On June 30, the U.S. Equal Employment Opportunity Commission (EEOC) sued arts-and-crafts retailer Hobby Lobby for refusing to reasonably accommodate and then firing an employee with multiple mental health conditions who requested the use of a service dog.
The EEOC alleges Hobby Lobby violated the Americans with Disabilities Act (ADA) and is seeking back pay, compensatory and punitive damages, and reinstatement for the employee.
“Millions of Americans are successful, productive workers despite having mental health conditions that can be debilitating,” Andrea G. Baran, regional attorney for the EEOC’s St. Louis District Office, said in a statement. “The ADA ensures equal employment opportunity for these individuals, including those who are assisted by service animals.”
On Oct. 3, 2020, a part-time clerk at a Hobby Lobby store in Olathe, Kan., advised her manager that she needed to bring her fully trained service dog to work to alleviate her symptoms of post-traumatic stress disorder, anxiety and depression, according to the lawsuit.
After submitting a letter from her mental health provider, the worker met with Hobby Lobby’s HR representative to discuss her request. But the company concluded that the dog would present a safety concern because a colleague or customer might be allergic to the dog or trip over it, or the animal might break something.
Hobby Lobby permits customers to bring service dogs and other dogs into the Olathe store. But managers were unwilling to allow the employee’s service dog in the store to assess whether their safety concerns were legitimate.
Two weeks later, the employee returned to work with her service dog and renewed her request for reasonable accommodation. The store manager sent her home, reinforcing that she could not have her service dog at work.
The manager also told her that if she could not work without her service dog, it would be considered job abandonment. The employee did not return to work, and Hobby Lobby terminated her employment, according to the lawsuit.
How Does the ADA Define Service Animals?
Service animals help individuals with disabilities live and work independently. Under the ADA, a service animal is a dog that has been trained to perform tasks for an individual with a disability such as:
- Vision problems.
- Mobility impairments.
- Seizure disorders.
- Mental health conditions.
“Employers must not reject service animals, or any other reasonable accommodation, based on stereotypes or assumptions regarding the safety or effectiveness of the accommodation,” David Davis, acting director of the EEOC’s St Louis District Office, said in a statement.
Emotional service, therapy, comfort or companion animals are not considered service animals under the ADA’s Title III public accommodation provisions. However:
A dog trained to sense an impending anxiety attack and take a specific action to help avoid or reduce its effect would qualify as a service animal.
Under Title I of the ADA, an emotional support animal could conceivably be an accommodation for an employee in the workplace, such as for a veteran with post-traumatic stress disorder.
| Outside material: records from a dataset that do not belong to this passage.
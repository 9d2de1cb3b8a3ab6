// crates/param-gate-core/src/core/numeric.rs
// ============================================================================
// Module: Param Gate Numeric Helpers
// Description: Decimal-aware handling of JSON numbers.
// Purpose: Compare and truncate numbers without floating-point surprises.
// Dependencies: bigdecimal, serde_json
// ============================================================================

//! ## Overview
//! JSON numbers are parsed into [`BigDecimal`] through their rendered form,
//! so `1` and `1.0` compare equal and large integers keep full precision.

// ============================================================================
// SECTION: Imports
// ============================================================================

use std::cmp::Ordering;
use std::str::FromStr;

use bigdecimal::BigDecimal;
use bigdecimal::Zero;
use serde_json::Number;

// ============================================================================
// SECTION: Helpers
// ============================================================================

/// Parses a JSON number into `BigDecimal` with a stable string representation.
#[must_use]
pub fn decimal_from_number(number: &Number) -> Option<BigDecimal> {
    let rendered = number.to_string();
    BigDecimal::from_str(&rendered).ok()
}

/// Orders two JSON numbers by decimal value.
#[must_use]
pub fn decimal_cmp(left: &Number, right: &Number) -> Option<Ordering> {
    let left = decimal_from_number(left)?;
    let right = decimal_from_number(right)?;
    Some(left.cmp(&right))
}

/// Truncates a JSON number toward zero.
#[must_use]
pub fn truncated(number: &Number) -> Option<BigDecimal> {
    decimal_from_number(number).map(|value| value.with_scale(0))
}

/// Returns true when the number truncates to zero.
#[must_use]
pub fn truncates_to_zero(number: &Number) -> bool {
    truncated(number).is_none_or(|value| value.is_zero())
}
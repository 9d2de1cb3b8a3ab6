// crates/param-gate-cli/src/tests/i18n.rs
// ============================================================================
// Module: CLI i18n Tests
// Description: Unit tests for catalog parity and locale parsing.
// Purpose: Ensure CLI localization remains consistent across supported locales.
// Dependencies: param-gate-cli i18n module
// ============================================================================

//! ## Overview
//! Verifies the CLI message catalogs stay in sync, locale parsing is tolerant,
//! and locale templates keep the placeholder set of English.

use std::collections::BTreeSet;

use crate::i18n::Locale;
use crate::i18n::MessageArg;
use crate::i18n::SUPPORTED_LOCALES;
use crate::i18n::catalog_entries_for;
use crate::i18n::catalog_for;
use crate::i18n::translate;

/// Collects `{name}` placeholders, rejecting malformed braces.
fn placeholder_names(template: &str) -> Result<BTreeSet<String>, String> {
    let mut names = BTreeSet::new();
    let mut rest = template;
    while let Some(start) = rest.find(['{', '}']) {
        if rest[start ..].starts_with('}') {
            return Err(format!("unmatched '}}' in {template:?}"));
        }
        let tail = &rest[start + 1 ..];
        let end = tail.find('}').ok_or_else(|| format!("unclosed '{{' in {template:?}"))?;
        let name = &tail[.. end];
        if name.is_empty()
            || !name.chars().all(|ch| ch.is_ascii_lowercase() || ch.is_ascii_digit() || ch == '_')
        {
            return Err(format!("placeholder {name:?} must use [a-z0-9_]"));
        }
        names.insert(name.to_string());
        rest = &tail[end + 1 ..];
    }
    Ok(names)
}

#[test]
fn catalogs_have_matching_keys() {
    assert!(SUPPORTED_LOCALES.contains(&Locale::En), "English must remain the baseline locale");
    let en_keys: BTreeSet<&'static str> = catalog_for(Locale::En).keys().copied().collect();
    for locale in SUPPORTED_LOCALES {
        let locale_keys: BTreeSet<&'static str> = catalog_for(*locale).keys().copied().collect();
        assert_eq!(en_keys, locale_keys, "locale catalogs must stay in parity ({locale:?})");
    }
}

#[test]
fn catalogs_have_unique_keys_per_locale() {
    for locale in SUPPORTED_LOCALES {
        let entries = catalog_entries_for(*locale);
        let unique: BTreeSet<&str> = entries.iter().map(|(key, _)| *key).collect();
        assert_eq!(unique.len(), entries.len(), "duplicate catalog keys ({locale:?})");
    }
}

#[test]
fn catalogs_have_placeholder_parity_with_english() {
    let en_catalog = catalog_for(Locale::En);
    for (key, en_template) in en_catalog {
        let en_names = placeholder_names(en_template).unwrap();
        for locale in SUPPORTED_LOCALES {
            let template = catalog_for(*locale).get(key).copied().unwrap();
            let names = placeholder_names(template)
                .unwrap_or_else(|error| panic!("bad template for {key} ({locale:?}): {error}"));
            assert_eq!(en_names, names, "placeholder mismatch for {key} ({locale:?})");
        }
    }
}

#[test]
fn catalan_differs_for_curated_keys() {
    const CURATED_KEYS: &[&str] =
        &["config.validate.ok", "schema.validate.failed", "i18n.disclaimer.machine_translated"];
    for key in CURATED_KEYS {
        let en = catalog_for(Locale::En).get(key).copied().unwrap();
        let ca = catalog_for(Locale::Ca).get(key).copied().unwrap();
        assert_ne!(en, ca, "catalan must translate {key}");
    }
}

#[test]
fn locale_parse_accepts_region_tags_and_case() {
    assert_eq!(Locale::parse("en"), Some(Locale::En));
    assert_eq!(Locale::parse("EN"), Some(Locale::En));
    assert_eq!(Locale::parse("en-US"), Some(Locale::En));
    assert_eq!(Locale::parse("en_us"), Some(Locale::En));
    assert_eq!(Locale::parse("ca"), Some(Locale::Ca));
    assert_eq!(Locale::parse("ca_ES"), Some(Locale::Ca));
    assert_eq!(Locale::parse(" "), None);
    assert_eq!(Locale::parse("de"), None);
    assert_eq!(Locale::Ca.as_str(), "ca");
}

#[test]
fn translate_substitutes_placeholders() {
    let output = translate(
        "input.read_failed",
        vec![
            MessageArg::new("kind", "schema"),
            MessageArg::new("path", "form.yaml"),
            MessageArg::new("error", "denied"),
        ],
    );
    assert!(output.contains("form.yaml"));
    assert!(output.contains("denied"));
}

#[test]
fn translate_ignores_extra_arguments() {
    let output = translate("config.validate.ok", vec![MessageArg::new("extra", "value")]);
    assert!(!output.contains("value"));
}

#[test]
fn unknown_keys_fall_back_to_the_key() {
    assert_eq!(translate("nonexistent.key", vec![]), "nonexistent.key");
}
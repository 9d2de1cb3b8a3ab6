// crates/param-gate-core/tests/support/mod.rs
// ============================================================================
// Module: Test Support
// Description: Shared result helpers and schema fixtures for core tests.
// ============================================================================
//! ## Overview
//! Shared test helpers for consistent Result-based assertions, plus schema
//! fixtures built from their JSON wire form.

#![allow(
    clippy::panic,
    clippy::print_stdout,
    clippy::print_stderr,
    clippy::unwrap_used,
    clippy::expect_used,
    clippy::use_debug,
    clippy::dbg_macro,
    clippy::panic_in_result_fn,
    clippy::unwrap_in_result,
    dead_code,
    reason = "Test-only output and panic-based assertions are permitted."
)]

use std::error::Error;
use std::fmt;

use param_gate_core::CompiledSchema;
use param_gate_core::FieldPath;
use param_gate_core::ParameterNode;
use param_gate_core::ValueTree;
use param_gate_core::compile;
use serde_json::Value;
use serde_json::json;

// ========================================================================
// Test Result Helpers
// ========================================================================

/// Standard result type used across core integration tests.
pub type TestResult<T = ()> = Result<T, Box<dyn Error>>;

/// Lightweight error type for test assertions.
#[derive(Debug)]
struct TestError {
    /// Human-readable failure message.
    message: String,
}

impl fmt::Display for TestError {
    fn fmt(&self, formatter: &mut fmt::Formatter<'_>) -> fmt::Result {
        formatter.write_str(&self.message)
    }
}

impl Error for TestError {}

/// Returns an error when a test condition fails.
///
/// # Errors
/// Returns a `TestError` when the condition is false.
pub fn ensure(condition: bool, message: impl Into<String>) -> TestResult {
    if condition {
        Ok(())
    } else {
        Err(Box::new(TestError {
            message: message.into(),
        }))
    }
}

// ========================================================================
// Schema Fixtures
// ========================================================================

/// Deserializes a schema from its JSON wire form.
pub fn schema(raw: Value) -> TestResult<ParameterNode> {
    Ok(serde_json::from_value(raw)?)
}

/// Deserializes and compiles a schema.
pub fn compiled(raw: Value) -> TestResult<CompiledSchema> {
    Ok(compile(schema(raw)?)?)
}

/// Wraps JSON as a value tree.
pub fn values(raw: Value) -> ValueTree {
    ValueTree::new(raw)
}

/// Parses a rendered node address.
pub fn addr(text: &str) -> TestResult<FieldPath> {
    FieldPath::parse(text).ok_or_else(|| format!("bad address {text}").into())
}

/// Root union selecting between a JSON and a Markdown output variant.
pub fn format_union() -> Value {
    json!({
        "name": "output",
        "type": "discriminated_union",
        "discriminator": "format",
        "variants": [
            {
                "children": [
                    { "name": "format", "type": "string", "const": "json" },
                    { "name": "schema", "type": "string" }
                ]
            },
            {
                "children": [
                    { "name": "format", "type": "string", "enum": ["markdown"] },
                    { "name": "heading", "type": "string" }
                ]
            }
        ]
    })
}

/// Object root with a toggle, a gated group, and a nested union.
pub fn settings() -> Value {
    json!({
        "name": "settings",
        "type": "object",
        "children": [
            { "name": "mode", "type": "string", "enum": ["basic", "advanced"], "default": "basic" },
            {
                "name": "advanced",
                "type": "object",
                "display": { "show": { "mode": "advanced" } },
                "children": [
                    { "name": "retries", "type": "integer", "minimum": 0, "default": 3 },
                    {
                        "name": "token",
                        "type": "encrypted_string",
                        "display": { "show": { "advanced.retries": { "$gte": 1 } } }
                    }
                ]
            },
            {
                "name": "output",
                "type": "discriminated_union",
                "discriminator": "format",
                "variants": [
                    {
                        "children": [
                            { "name": "format", "type": "string", "const": "json" },
                            { "name": "schema", "type": "string" }
                        ]
                    },
                    {
                        "children": [
                            { "name": "format", "type": "string", "const": "markdown" },
                            { "name": "heading", "type": "string", "default": "Summary" }
                        ]
                    }
                ]
            },
            { "name": "tags", "type": "array", "items": { "type": "string" } }
        ]
    })
}
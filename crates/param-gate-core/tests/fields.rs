// crates/param-gate-core/tests/fields.rs
// ============================================================================
// Module: Effective Field Tests
// Description: Renderer projection and locale resolution.
// ============================================================================
//! ## Overview
//! Integration tests for the effective field projection handed to renderers.

mod support;

use param_gate_core::I18nText;
use param_gate_core::LocaleResolver;
use param_gate_core::TextResolver;
use param_gate_core::effective_fields;
use serde_json::Value;
use serde_json::json;
use support::TestResult;
use support::compiled;
use support::ensure;
use support::settings;
use support::values;

/// Schema with localized presentation text.
fn labelled() -> Value {
    json!({
        "name": "root",
        "type": "object",
        "children": [
            {
                "name": "city",
                "type": "string",
                "label": { "en_US": "City", "de_DE": "Stadt" },
                "help": { "ja_JP": "都市" },
                "placeholder": { "en_US": "Berlin" }
            },
            {
                "name": "secret",
                "type": "credential_reference",
                "provider": "vault",
                "required": true
            }
        ]
    })
}

#[test]
fn locale_resolution_falls_back() -> TestResult {
    let text = I18nText::from_pairs([("en_US", "City"), ("de_DE", "Stadt")]);
    let german = LocaleResolver::new("de_DE", "en_US");
    let french = LocaleResolver::new("fr_FR", "en_US");
    let no_fallback = LocaleResolver::new("fr_FR", "es_ES");
    ensure(german.resolve(&text) == Some("Stadt"), "requested locale")?;
    ensure(french.resolve(&text) == Some("City"), "fallback locale")?;
    ensure(no_fallback.resolve(&text) == Some("Stadt"), "first entry by locale key")?;
    ensure(german.resolve(&I18nText::default()).is_none(), "empty text")
}

#[test]
fn fields_carry_resolved_text() -> TestResult {
    let schema = compiled(labelled())?;
    let german = LocaleResolver::new("de_DE", "en_US");
    let fields = effective_fields(&schema, &values(json!({ "city": "Bonn" })), &german);
    ensure(fields.len() == 2, format!("{} fields", fields.len()))?;
    let city = &fields[0];
    ensure(city.value_path.as_deref() == Some("city"), "value path")?;
    ensure(city.kind == "string", city.kind)?;
    ensure(city.label.as_deref() == Some("Stadt"), "label")?;
    ensure(city.help.as_deref() == Some("都市"), "help falls back to first entry")?;
    ensure(city.placeholder.as_deref() == Some("Berlin"), "placeholder")?;
    ensure(city.value == Some(json!("Bonn")), "value")?;

    let secret = &fields[1];
    ensure(secret.kind == "credential_reference", secret.kind)?;
    ensure(secret.required, "required flag")?;
    ensure(secret.value.is_none() && secret.label.is_none(), "no value, no label")
}

#[test]
fn only_visible_fields_in_document_order() -> TestResult {
    let schema = compiled(settings())?;
    let resolver = LocaleResolver::default();

    let basic = effective_fields(&schema, &values(json!({})), &resolver);
    let addresses: Vec<String> = basic.iter().map(|field| field.address.to_string()).collect();
    ensure(addresses == ["mode", "output", "tags", "tags[]"], format!("{addresses:?}"))?;
    ensure(basic[3].value_path.is_none(), "array items have no value path")?;
    ensure(basic[0].default == Some(json!("basic")), "default carried")?;

    let advanced = effective_fields(
        &schema,
        &values(json!({
            "mode": "advanced",
            "advanced": { "retries": 1 },
            "output": { "format": "markdown" }
        })),
        &resolver,
    );
    let addresses: Vec<String> = advanced.iter().map(|field| field.address.to_string()).collect();
    ensure(
        addresses
            == [
                "mode",
                "advanced",
                "advanced.retries",
                "advanced.token",
                "output",
                "output@1.format",
                "output@1.heading",
                "tags",
                "tags[]",
            ],
        format!("{addresses:?}"),
    )?;
    ensure(advanced[3].kind == "encrypted_string", advanced[3].kind)
}

#[test]
fn fields_serialize_without_empty_entries() -> TestResult {
    let schema = compiled(labelled())?;
    let fields = effective_fields(&schema, &values(json!({})), &LocaleResolver::default());
    let rendered = serde_json::to_value(&fields[1])?;
    ensure(
        rendered
            == json!({
                "address": "secret",
                "value_path": "secret",
                "kind": "credential_reference",
                "required": true
            }),
        format!("{rendered}"),
    )
}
Peter Spanos, an attorney with law firm Taylor English Duma LLP in Atlanta, said that requests for accommodation via emotional support animals were once rare but have become increasingly common.
But the lack of clear guidance and precedents, as well as the open-ended nature of obligations under Title I of the ADA, make the employers’ task of evaluating and responding to such requests difficult, Spanos explained.
“In many cases of accommodations for disabilities, the employer must thoroughly investigate the nature and reasons for the preferred accommodation and the question of undue hardship,” he said. “Extensive discussion and possibly expert advice may be necessary to fully resolve accommodation issues.”
Did Hobby Lobby Do Enough?
Andrew M. Gordon, an attorney with the law firm Hinshaw & Culbertson LLP in Fort Lauderdale, Fla., said the ADA is one of the most confusing laws for employers because the interactive process can create gray areas that can result in charges of discrimination and lawsuits.
“In this case, the EEOC appears to believe that Hobby Lobby reached the wrong conclusion after going through the interactive process regarding whether or not to allow this employee to use a service animal,” Gordon said. “However, it is very important to keep in mind that this is a just a lawsuit—just allegations. This will be a very fact-intensive process and will not be a slam dunk either way.”
Although the legal proceedings must play out, more effort could have been made to determine how the accommodation could have been provided, according to attorney Mark Kluger, founder of law firm Kluger Healey LLC in Fairfield, N.J.
For example, he wonders whether Hobby Lobby asked the employee’s co-workers if any of them had an allergy or anxiety about dogs. Or the store could have checked to see if the dog could be contained behind the register with the employee.
“That might have required choosing a specific register for the employee or even providing a slightly expanded space, but it would be difficult to argue that such measures would be an undue hardship,” Kluger said. “There is a no doubt a well-thought-out and documented interactive process that involves genuine consideration of proposed accommodations is critical for employers to be able to successfully defend a determination of undue hardship.”